> _What to do_
Please write every entry out again, exactly as it reads below.

BEGIN Source information

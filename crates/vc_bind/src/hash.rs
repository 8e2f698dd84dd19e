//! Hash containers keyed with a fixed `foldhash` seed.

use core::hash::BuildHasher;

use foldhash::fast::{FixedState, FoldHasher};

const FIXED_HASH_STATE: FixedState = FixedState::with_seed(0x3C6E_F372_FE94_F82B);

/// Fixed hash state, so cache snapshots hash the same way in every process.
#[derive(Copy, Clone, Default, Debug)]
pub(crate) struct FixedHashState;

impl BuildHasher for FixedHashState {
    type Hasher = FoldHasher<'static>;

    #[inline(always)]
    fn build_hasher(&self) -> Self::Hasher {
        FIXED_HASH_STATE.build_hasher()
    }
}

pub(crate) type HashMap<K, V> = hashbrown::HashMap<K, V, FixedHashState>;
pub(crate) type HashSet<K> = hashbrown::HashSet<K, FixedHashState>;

END Source information

> _Answer section_
filename crates/vc_bind/src/hash.rs
repository 8e2f698dd84dd19e
//! Hash containers keyed with a fixed `foldhash` seed.

use core::hash::BuildHasher;

use foldhash::fast::{FixedState, FoldHasher};

const FIXED_HASH_STATE: FixedState = FixedState::with_seed(0x3C6E_F372_FE94_F82B);

/// Fixed hash state, so cache snapshots hash the same way in every process.
#[derive(Copy, Clone, Default, Debug)]
pub(crate) struct FixedHashState;

impl BuildHasher for FixedHashState {
    type Hasher = FoldHasher<'static>;

    #[inline(always)]
    fn build_hasher(&self) -> Self::Hasher {
        FIXED_HASH_STATE.build_hasher()
    }
}

pub(crate) type HashMap<K, V> = hashbrown::HashMap<K, V, FixedHashState>;
pub(crate) type HashSet<K> = hashbrown::HashSet<K, FixedHashState>;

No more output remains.